VITÓRIAS PELO BRASIL

Os frutos da atuação dos movimentos que lutam pelo direito à moradia já podem ser colhidos em alguns estados, como São Paulo e no Pará.

No Norte, a vitória na luta pelo fim dos despejos durante a pandemia foi comemorada em janeiro deste ano, quando o governador Helder Barbalho (MDB) sancionou a lei nº 9.212/2021. O texto determina a suspensão do cumprimento de medidas judiciais, extrajudiciais ou administrativas que impliquem em despejos, desocupações ou remoções forçadas, em imóveis públicos e privados que sirvam de moradia ou de meio de subsistência em razão do estado de calamidade pública, garantindo a manutenção da moradia à população vulnerável e o acesso aos serviços básicos essenciais para a sobrevivência, como energia elétrica e saneamento básico.

O Projeto de Lei foi apresentado pelo deputado estadual Carlos Bordalo (PT), também presidente da Comissão de Direitos Humanos da Assembleia Legislativa do Estado do Pará. Segundo Juliana Oliveira, Conselheira da Regional Norte do IBDU, antes mesmo da aprovação do texto, o deputado já vinha articulando junto às instituições do sistema de Justiça e do Executivo estadual a implementação de medidas garantidoras de direitos humanos nos conflitos fundiários coletivos rurais e urbanos. “Diversas entidades da sociedade civil vinculadas à luta pelos direitos humanos, em especial do direito à moradia, como o IBDU, fomentaram a resistência para retirar da invisibilidade as violações de direitos humanos que vinham ocorrendo antes e no contexto da pandemia, e iniciaram o processo de luta pela suspensão dos despejos como medida de contenção da transmissão do vírus da Covid-19. Essa articulação de todos fortaleceu o processo para aprovação da lei”, explica Juliana.

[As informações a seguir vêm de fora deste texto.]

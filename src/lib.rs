//! Matchforge - match lifecycle and settlement engine
//!
//! Takes players from a per-mode queue through confirmation, map/location
//! veto, game-server provisioning and live stat ingestion to a settled
//! result with Elo updates, match history and wager payouts. Player
//! commands arrive over AMQP; lifecycle events are published back out.

pub mod admin;
pub mod amqp;
pub mod audit;
pub mod auth;
pub mod config;
pub mod error;
pub mod history;
pub mod ingestion;
pub mod matches;
pub mod metrics;
pub mod provider;
pub mod queue;
pub mod service;
pub mod settlement;
pub mod trust;
pub mod types;
pub mod users;
pub mod utils;
pub mod wager;

pub use error::{ErrorCategory, MatchmakingError, Result};
pub use types::*;

pub use amqp::publisher::EventPublisher;
pub use matches::{Match, MatchService, MatchStore};
pub use service::{Engine, EngineStores};
pub use settlement::SettlementEngine;
pub use wager::WagerLedger;

/// Library version
pub const VERSION: &str = env!("CARGO_PKG_VERSION");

Já em São Paulo a vitória é mais recente. A Assembleia Legislativa do Estado aprovou, no dia 22 de abril, o PL 146/2020, de autoria dos deputados Leci Brandão (PCdoB), Dr. Jorge do Carmo (PT) e Maurici (PT).

Para entrar em vigor, o projeto ainda precisa passar pela sanção do governador João Doria (PSDB), mas a aprovação na Casa Legislativa já é comemorada pelos movimentos sociais.

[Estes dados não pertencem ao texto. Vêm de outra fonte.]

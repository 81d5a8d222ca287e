//! One ingestion tick: poll the provider, record the feed, observe it
//!
//! `poll` only writes the feed and stat counters. `observe` is the part that
//! reacts to what was recorded: everyone connected moves warmup to live, a
//! missed warmup deadline cancels, a finished feed triggers settlement.

use crate::error::{ErrorCategory, MatchmakingError, Result};
use crate::history::{PlayerStat, PlayerStatStore};
use crate::ingestion::normalize::{normalize, NormalizedFeed};
use crate::matches::service::MatchService;
use crate::matches::state::{CancelReason, LiveFeed, Match, MatchPhase};
use crate::matches::store::{require_match, transition, MatchStore};
use crate::metrics::MetricsCollector;
use crate::provider::GameServerProvider;
use crate::settlement::{SettlementEngine, SettlementOutcome};
use crate::types::{MatchId, UserId};
use crate::users::UserStore;
use crate::utils::current_timestamp;
use chrono::{DateTime, Utc};
use std::collections::HashMap;
use std::sync::Arc;
use std::time::Instant;
use tracing::{debug, error, info, warn};

#[derive(Debug, Clone, Copy, PartialEq, Eq)]
pub enum TickOutcome {
    /// Keep polling
    Continue,
    /// The match reached a state ingestion has nothing more to do for
    Done,
}

pub struct IngestionJob {
    matches: Arc<dyn MatchStore>,
    users: Arc<dyn UserStore>,
    stats: Arc<dyn PlayerStatStore>,
    provider: Arc<dyn GameServerProvider>,
    service: MatchService,
    settlement: Arc<SettlementEngine>,
    metrics: Arc<MetricsCollector>,
}

impl IngestionJob {
    #[allow(clippy::too_many_arguments)]
    pub fn new(
        matches: Arc<dyn MatchStore>,
        users: Arc<dyn UserStore>,
        stats: Arc<dyn PlayerStatStore>,
        provider: Arc<dyn GameServerProvider>,
        service: MatchService,
        settlement: Arc<SettlementEngine>,
        metrics: Arc<MetricsCollector>,
    ) -> Self {
        Self {
            matches,
            users,
            stats,
            provider,
            service,
            settlement,
            metrics,
        }
    }

    pub async fn tick(&self, match_id: MatchId) -> Result<TickOutcome> {
        let now = current_timestamp();
        let current = match self.poll(match_id, now).await {
            Ok(Some(current)) => current,
            Ok(None) => return Ok(TickOutcome::Done),
            // the provider being down must not stop the warmup deadline
            Err(e) if e.category() == ErrorCategory::External => {
                warn!("Poll of match {} failed: {}", match_id, e);
                require_match(self.matches.as_ref(), match_id)?
            }
            Err(e) => return Err(e),
        };
        self.observe(&current, now).await
    }

    /// Fetch the provider resource and store the normalized feed. Returns
    /// `None` when the match is already terminal.
    pub async fn poll(&self, match_id: MatchId, now: DateTime<Utc>) -> Result<Option<Match>> {
        let current = require_match(self.matches.as_ref(), match_id)?;
        if current.is_terminal() {
            return Ok(None);
        }
        let server = current
            .server()
            .cloned()
            .ok_or_else(|| current.wrong_state("WARMUP or LIVE"))?;

        let started = Instant::now();
        let payload = match self.provider.fetch_match(&server.provider_match_id).await {
            Ok(payload) => {
                self.metrics
                    .record_provider_request("fetch_match", true, started.elapsed());
                self.metrics.record_ingestion_poll(true);
                payload
            }
            Err(e) => {
                self.metrics
                    .record_provider_request("fetch_match", false, started.elapsed());
                self.metrics.record_ingestion_poll(false);
                return Err(match e {
                    MatchmakingError::ExternalProvider { .. } => e,
                    other => MatchmakingError::ExternalProvider {
                        message: other.to_string(),
                    },
                });
            }
        };

        let normalized = normalize(&payload, &self.roster(&current)?);
        if !normalized.unmatched.is_empty() {
            debug!(
                "Match {}: {} provider player(s) not on the roster",
                match_id,
                normalized.unmatched.len()
            );
        }

        let feed = LiveFeed {
            score_a: normalized.score_a,
            score_b: normalized.score_b,
            finished: normalized.finished,
            connected: normalized.connected(),
            last_polled_at: Some(now),
        };
        let updated = match transition(self.matches.as_ref(), match_id, |m| {
            if m.is_terminal() {
                return Ok(false);
            }
            m.record_feed(feed.clone())?;
            Ok(true)
        })? {
            (m, true) => m,
            (_, false) => return Ok(None),
        };

        self.record_stats(&updated, &normalized)?;
        debug!(
            "Match {} polled: {}-{}{}",
            match_id,
            feed.score_a,
            feed.score_b,
            if feed.finished { " (finished)" } else { "" }
        );
        Ok(Some(updated))
    }

    /// React to the recorded feed
    pub async fn observe(&self, current: &Match, now: DateTime<Utc>) -> Result<TickOutcome> {
        match &current.phase {
            MatchPhase::Warmup { deadline, feed, .. } => {
                let missing: Vec<UserId> = current
                    .participants()
                    .filter(|user| !feed.connected.contains(*user))
                    .cloned()
                    .collect();
                if missing.is_empty() {
                    self.service.start_live(current.id).await?;
                    match self.settlement.on_live(current.id) {
                        Ok(started) if !started.is_empty() => {
                            info!(
                                "{} wager(s) went live with match {}",
                                started.len(),
                                current.id
                            );
                        }
                        Ok(_) => {}
                        Err(e) => error!("Could not start wagers for {}: {}", current.id, e),
                    }
                    return Ok(TickOutcome::Continue);
                }
                if now > *deadline {
                    warn!(
                        "Warmup of match {} expired with {} player(s) missing",
                        current.id,
                        missing.len()
                    );
                    self.service
                        .cancel(current.id, CancelReason::PlayerAbsent { missing })
                        .await?;
                    return Ok(TickOutcome::Done);
                }
                Ok(TickOutcome::Continue)
            }
            MatchPhase::Live { feed, .. } if feed.finished => {
                match self.settlement.settle_finished(current.id, None).await {
                    Ok(SettlementOutcome::Settled(report)) => {
                        info!(
                            "Match {} finished, team {} won",
                            report.match_id, report.winner
                        );
                        Ok(TickOutcome::Done)
                    }
                    Ok(SettlementOutcome::AlreadySettled) => Ok(TickOutcome::Done),
                    Err(e @ MatchmakingError::InvalidOutcome { .. }) => {
                        // needs an operator decision, polling will not change it
                        error!("Match {} cannot be settled: {}", current.id, e);
                        self.metrics.record_error(e.category());
                        Ok(TickOutcome::Done)
                    }
                    Err(e) => Err(e),
                }
            }
            MatchPhase::Live { .. } => Ok(TickOutcome::Continue),
            _ if current.is_terminal() => Ok(TickOutcome::Done),
            _ => Ok(TickOutcome::Continue),
        }
    }

    fn roster(&self, current: &Match) -> Result<HashMap<String, UserId>> {
        Ok(self
            .users
            .get_many(&current.participant_ids())?
            .into_values()
            .filter_map(|user| user.steam_id.clone().map(|steam| (steam, user.id)))
            .collect())
    }

    fn record_stats(&self, current: &Match, normalized: &NormalizedFeed) -> Result<()> {
        self.stats.seed(
            normalized
                .players
                .iter()
                .map(|p| PlayerStat::placeholder(current.id, p.user_id.clone(), p.side))
                .collect(),
        )?;
        for player in &normalized.players {
            self.stats.update(current.id, &player.user_id, &mut |row| {
                if row.is_final() {
                    return Ok(());
                }
                row.kills = player.kills;
                row.deaths = player.deaths;
                row.assists = player.assists;
                row.mvps = player.mvps;
                row.headshots = player.headshots;
                row.score = player.score;
                row.connected = player.connected;
                Ok(())
            })?;
        }
        Ok(())
    }
}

Benedito Roberto Barbosa, o Dito, articulador da Campanha Despejo Zero e associado do IBDU, explica a importância da mobilização da sociedade civil para a aprovação do projeto. “O PL 146/2020 tem um papel fundamental na mobilização dos protagonistas na luta pelo despejo zero. Aqui em São Paulo, desde o ano passado, o projeto já tramitava na Assembleia Legislativa e nós tomamos conhecimento quando ele chegou na comissão para o processo de votação. A visibilidade da campanha pelo despejo zero possibilitou essa aproximação com os deputados e a mobilização na reta final da aprovação do projeto”, ressalta Dito.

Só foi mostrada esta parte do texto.